MS Office is pretty ubiquitous and lots of the free versions of office software are, in my opinion, pretty rubbish. So we use Office 365 on all machines whether PCs or Macs.
The good news with 365 is you automatically get updated versions and this week we have found the bad news is that you get updated versions!
We’re currently working with a new client to create a customer management system that is web-based and automates much of their contact messages, standards renewal notices, etc. Their current system is written in VB and uses an old Microsoft Access database (yes I know, an Access database). So a starting point is to get the old database and convert it into a usable and suitably normalised format. When I say database everything is shoved into one table with a huge text field holding multiple items of key data in the same field.
All good so far, the data is there and we can set up procedures to convert the text field content into suitable data types and store those. However when I try and access their replicated database Microsoft Access won’t open it as it is simply too old and the automatically updated Office 365 no longer has the Jet driver to open it.
A quick search via Google and Microsoft have answers for this in their knowledge base so no problems, “Step 1 Open the database …” Er it doesn’t open is THE problem so the solution can’t start with that. It was looking like Access 2013 wouldn’t do the job so install an old version of Access with the Jet driver and then do the conversion or find some dodgy software or try and install the Jet driver separately.

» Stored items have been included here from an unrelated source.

#[tokio::test]
async fn logout_invalidates_the_token() {
    let srv = TestServer::spawn().await;
    register(&srv, "a@x.com", "Ana").await;
    let token = login(&srv, "a@x.com").await;

    let client = reqwest::Client::new();
    let res = client
        .post(srv.api("/auth/logout"))
        .bearer_auth(&token)
        .send()
        .await
        .unwrap();
    assert_eq!(res.status(), StatusCode::OK);

    let res = client
        .get(srv.api("/auth/me"))
        .bearer_auth(&token)
        .send()
        .await
        .unwrap();
    assert_eq!(res.status(), StatusCode::UNAUTHORIZED);
}

#[tokio::test]
async fn missing_and_malformed_credentials_are_unauthorized() {
    let srv = TestServer::spawn().await;
    let client = reqwest::Client::new();

    let res = client.get(srv.api("/rentals/active")).send().await.unwrap();
    assert_eq!(res.status(), StatusCode::UNAUTHORIZED);

    let res = client
        .get(srv.api("/rentals/active"))
        .header("Authorization", "Token abc")
        .send()
        .await
        .unwrap();
    assert_eq!(res.status(), StatusCode::UNAUTHORIZED);

    let res = client
        .get(srv.api("/rentals/active"))
        .bearer_auth("tok-unknown")
        .send()
        .await
        .unwrap();
    assert_eq!(res.status(), StatusCode::UNAUTHORIZED);
}

#[tokio::test]
async fn admin_routes_reject_users_and_anonymous_callers() {
    let srv = TestServer::spawn().await;
    register(&srv, "a@x.com", "Ana").await;
    let token = login(&srv, "a@x.com").await;
    let client = reqwest::Client::new();

    // No credential at all: the auth gate answers first.
    let res = client
        .post(srv.api("/movies"))
        .json(&movie_body("Matrix", "Ciencia Ficción", 1))
        .send()
        .await
        .unwrap();
    assert_eq!(res.status(), StatusCode::UNAUTHORIZED);

    // Authenticated but the wrong role.
    let res = client
        .post(srv.api("/movies"))
        .bearer_auth(&token)
        .json(&movie_body("Matrix", "Ciencia Ficción", 1))
        .send()
        .await
        .unwrap();
    assert_eq!(res.status(), StatusCode::FORBIDDEN);

    let res = client.get(srv.api("/rentals")).bearer_auth(&token).send().await.unwrap();
    assert_eq!(res.status(), StatusCode::FORBIDDEN);
}

#[tokio::test]
async fn movie_validation_collects_every_violation() {
    let srv = TestServer::spawn().await;
    let admin = admin_token(&srv).await;

    let res = reqwest::Client::new()
        .post(srv.api("/movies"))
        .bearer_auth(&admin)
        .json(&json!({ "genero": "Drama", "stock_total": -1, "precio_alquiler": 0 }))
        .send()
        .await
        .unwrap();
    assert_eq!(res.status(), StatusCode::BAD_REQUEST);
    let body: Value = res.json().await.unwrap();
    let message = body["message"].as_str().unwrap();
    assert!(message.contains("El título es requerido"));
    assert!(message.contains("El stock total no puede ser negativo"));
    assert!(message.contains("El stock disponible es requerido"));
    assert!(message.contains("El precio debe ser mayor a 0"));
}

#[tokio::test]
async fn undeclared_fields_are_stripped_before_storage() {
    let srv = TestServer::spawn().await;
    let admin = admin_token(&srv).await;

    let mut body = movie_body("Matrix", "Ciencia Ficción", 1);
    body["campo_desconocido"] = json!("se descarta");
    let res = reqwest::Client::new()
        .post(srv.api("/movies"))
        .bearer_auth(&admin)
        .json(&body)
        .send()
        .await
        .unwrap();
    assert_eq!(res.status(), StatusCode::CREATED);
    let created: Value = res.json().await.unwrap();
    assert!(created["data"].get("campo_desconocido").is_none());
}

#[tokio::test]
async fn listing_paginates_ordered_by_title() {
    let srv = TestServer::spawn().await;
    let admin = admin_token(&srv).await;
    for title in ["Zoolander", "Alien", "Matrix", "Amélie", "Casablanca"] {
        create_movie(&srv, &admin, title, "Variado", 1).await;
    }

    let res = reqwest::get(format!("{}?page=1&limit=2", srv.api("/movies")))
        .await
        .unwrap();
    assert_eq!(res.status(), StatusCode::OK);
    let body: Value = res.json().await.unwrap();
    let rows = body["data"].as_array().unwrap();
    assert!(rows.len() <= 2);
    assert_eq!(rows[0]["titulo"], "Alien");
    assert_eq!(rows[1]["titulo"], "Amélie");
    assert_eq!(body["pagination"]["total"], 5);
    assert_eq!(body["pagination"]["totalPages"], 3);

    // Last page holds the remainder.
    let res = reqwest::get(format!("{}?page=3&limit=2", srv.api("/movies")))
        .await
        .unwrap();
    let body: Value = res.json().await.unwrap();
    assert_eq!(body["data"].as_array().unwrap().len(), 1);
    assert_eq!(body["data"][0]["titulo"], "Zoolander");
}

#[tokio::test]
async fn genre_filter_is_case_insensitive_substring() {
    let srv = TestServer::spawn().await;
    let admin = admin_token(&srv).await;
    create_movie(&srv, &admin, "Matrix", "Ciencia Ficción", 1).await;
    create_movie(&srv, &admin, "Casablanca", "Drama", 1).await;

    let res = reqwest::get(format!("{}?genero=cien", srv.api("/movies")))
        .await
        .unwrap();
    let body: Value = res.json().await.unwrap();
    assert_eq!(body["pagination"]["total"], 1);
    assert_eq!(body["data"][0]["titulo"], "Matrix");
}

#[tokio::test]
async fn unknown_movie_is_not_found() {
    let srv = TestServer::spawn().await;
    let res = reqwest::get(srv.api("/movies/00000000-0000-7000-8000-000000000000"))
        .await
        .unwrap();
    assert_eq!(res.status(), StatusCode::NOT_FOUND);
}

#[tokio::test]
async fn rental_cap_blocks_the_fourth_rental() {
    let srv = TestServer::spawn().await;
    let admin = admin_token(&srv).await;
    register(&srv, "a@x.com", "Ana").await;
    let token = login(&srv, "a@x.com").await;

    for i in 0..3 {
        let id = create_movie(&srv, &admin, &format!("Película {i}"), "Drama", 1).await;
        assert_eq!(rent(&srv, &token, &id).await.status(), StatusCode::CREATED);
    }

    let fourth = create_movie(&srv, &admin, "Una Más", "Drama", 1).await;
    let res = rent(&srv, &token, &fourth).await;
    assert_eq!(res.status(), StatusCode::BAD_REQUEST);
    let body: Value = res.json().await.unwrap();
    assert!(body["message"].as_str().unwrap().contains("límite"));

    // No fourth record was created.
    let res = reqwest::Client::new()
        .get(srv.api("/rentals/active"))
        .bearer_auth(&token)
        .send()
        .await
        .unwrap();
    let body: Value = res.json().await.unwrap();
    assert_eq!(body["count"], 3);
}

#[tokio::test]
async fn renting_without_stock_fails_and_leaves_stock_untouched() {
    let srv = TestServer::spawn().await;
    let admin = admin_token(&srv).await;
    let movie = create_movie(&srv, &admin, "Agotada", "Drama", 0).await;
    register(&srv, "a@x.com", "Ana").await;
    let token = login(&srv, "a@x.com").await;

    let res = rent(&srv, &token, &movie).await;
    assert_eq!(res.status(), StatusCode::BAD_REQUEST);
    let body: Value = res.json().await.unwrap();
    assert!(body["message"].as_str().unwrap().contains("copias disponibles"));

    let res = reqwest::get(srv.api(&format!("/movies/{movie}"))).await.unwrap();
    let body: Value = res.json().await.unwrap();
    assert_eq!(body["data"]["stock_disponible"], 0);
}

#[tokio::test]
async fn renting_the_same_movie_twice_is_rejected() {
    let srv = TestServer::spawn().await;
    let admin = admin_token(&srv).await;
    let movie = create_movie(&srv, &admin, "Matrix", "Ciencia Ficción", 3).await;
    register(&srv, "a@x.com", "Ana").await;
    let token = login(&srv, "a@x.com").await;

    assert_eq!(rent(&srv, &token, &movie).await.status(), StatusCode::CREATED);
    let res = rent(&srv, &token, &movie).await;
    assert_eq!(res.status(), StatusCode::BAD_REQUEST);
    let body: Value = res.json().await.unwrap();
    assert!(body["message"].as_str().unwrap().contains("Ya tienes"));
}

#[tokio::test]
async fn renting_an_unknown_movie_is_not_found() {
    let srv = TestServer::spawn().await;
    register(&srv, "a@x.com", "Ana").await;
    let token = login(&srv, "a@x.com").await;

    let res = rent(&srv, &token, "00000000-0000-7000-8000-000000000000").await;
    assert_eq!(res.status(), StatusCode::NOT_FOUND);
}

#[tokio::test]
async fn rental_body_must_carry_a_uuid() {
    let srv = TestServer::spawn().await;
    register(&srv, "a@x.com", "Ana").await;
    let token = login(&srv, "a@x.com").await;

    let res = rent(&srv, &token, "matrix").await;
    assert_eq!(res.status(), StatusCode::BAD_REQUEST);
    let body: Value = res.json().await.unwrap();
    assert!(body["message"].as_str().unwrap().contains("UUID válido"));
}

#[tokio::test]
async fn return_flow_restores_stock_and_is_terminal() {
    let srv = TestServer::spawn().await;
    let admin = admin_token(&srv).await;
    let movie = create_movie(&srv, &admin, "Matrix", "Ciencia Ficción", 1).await;
    register(&srv, "a@x.com", "Ana").await;
    let token = login(&srv, "a@x.com").await;

    let res = rent(&srv, &token, &movie).await;
    let body: Value = res.json().await.unwrap();
    let rental_id = body["data"]["alquiler"]["id"].as_str().unwrap().to_string();

    let client = reqwest::Client::new();
    let res = client
        .post(srv.api(&format!("/rentals/{rental_id}/return")))
        .bearer_auth(&token)
        .send()
        .await
        .unwrap();
    assert_eq!(res.status(), StatusCode::OK);

    // Stock came back.
    let res = reqwest::get(srv.api(&format!("/movies/{movie}"))).await.unwrap();
    let body: Value = res.json().await.unwrap();
    assert_eq!(body["data"]["stock_disponible"], 1);

    // A second return is rejected and the rental stays returned.
    let res = client
        .post(srv.api(&format!("/rentals/{rental_id}/return")))
        .bearer_auth(&token)
        .send()
        .await
        .unwrap();
    assert_eq!(res.status(), StatusCode::BAD_REQUEST);

    let res = client
        .get(srv.api("/rentals/history"))
        .bearer_auth(&token)
        .send()
        .await
        .unwrap();
    let body: Value = res.json().await.unwrap();
    assert_eq!(body["count"], 1);
    assert_eq!(body["data"][0]["devuelto"], true);
}

#[tokio::test]
async fn returning_someone_elses_rental_is_not_found() {
    let srv = TestServer::spawn().await;
    let admin = admin_token(&srv).await;
    let movie = create_movie(&srv, &admin, "Matrix", "Ciencia Ficción", 2).await;

    register(&srv, "a@x.com", "Ana").await;
    let ana = login(&srv, "a@x.com").await;
    register(&srv, "b@x.com", "Bruno").await;
    let bruno = login(&srv, "b@x.com").await;

    let res = rent(&srv, &ana, &movie).await;
    let body: Value = res.json().await.unwrap();
    let rental_id = body["data"]["alquiler"]["id"].as_str().unwrap().to_string();

    let res = reqwest::Client::new()
        .post(srv.api(&format!("/rentals/{rental_id}/return")))
        .bearer_auth(&bruno)
        .send()
        .await
        .unwrap();
    assert_eq!(res.status(), StatusCode::NOT_FOUND);
}

#[tokio::test]
async fn deleting_a_movie_with_active_rentals_is_blocked() {
    let srv = TestServer::spawn().await;
    let admin = admin_token(&srv).await;
    let movie = create_movie(&srv, &admin, "Matrix", "Ciencia Ficción", 1).await;
    register(&srv, "a@x.com", "Ana").await;
    let token = login(&srv, "a@x.com").await;

    let res = rent(&srv, &token, &movie).await;
    let body: Value = res.json().await.unwrap();
    let rental_id = body["data"]["alquiler"]["id"].as_str().unwrap().to_string();

    let client = reqwest::Client::new();
    let res = client
        .delete(srv.api(&format!("/movies/{movie}")))
        .bearer_auth(&admin)
        .send()
        .await
        .unwrap();
    assert_eq!(res.status(), StatusCode::BAD_REQUEST);

    // After the return the delete goes through and the movie is gone.
    client
        .post(srv.api(&format!("/rentals/{rental_id}/return")))
        .bearer_auth(&token)
        .send()
        .await
        .unwrap();
    let res = client
        .delete(srv.api(&format!("/movies/{movie}")))
        .bearer_auth(&admin)
        .send()
        .await
        .unwrap();
    assert_eq!(res.status(), StatusCode::OK);

    let res = reqwest::get(srv.api(&format!("/movies/{movie}"))).await.unwrap();
    assert_eq!(res.status(), StatusCode::NOT_FOUND);
}

#[tokio::test]
async fn admin_sees_all_rentals_across_renters() {
    let srv = TestServer::spawn().await;
    let admin = admin_token(&srv).await;
    let m1 = create_movie(&srv, &admin, "Matrix", "Ciencia Ficción", 1).await;
    let m2 = create_movie(&srv, &admin, "Alien", "Terror", 1).await;

    register(&srv, "a@x.com", "Ana").await;
    let ana = login(&srv, "a@x.com").await;
    register(&srv, "b@x.com", "Bruno").await;
    let bruno = login(&srv, "b@x.com").await;

    rent(&srv, &ana, &m1).await;
    rent(&srv, &bruno, &m2).await;

    let res = reqwest::Client::new()
        .get(srv.api("/rentals"))
        .bearer_auth(&admin)
        .send()
        .await
        .unwrap();
    assert_eq!(res.status(), StatusCode::OK);
    let body: Value = res.json().await.unwrap();
    assert_eq!(body["count"], 2);
    // Renter ids are exposed to the admin.
    assert!(body["data"][0].get("perfil_id").is_some());
}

Then after a good swear (under my breath of course!) at Microsoft an idea popped up. Does Excel still have a Jet driver in its import from database routines? The answer was yes and files were converted to a spreadsheet. The new spreadsheet can be used to import into something useful like MySQL for further use with a little SQL work to get everything in the right format.
A great example of “re-framing” in positive psychology jargon and we can now crack on and create the solution, no thanks to Microsoft though.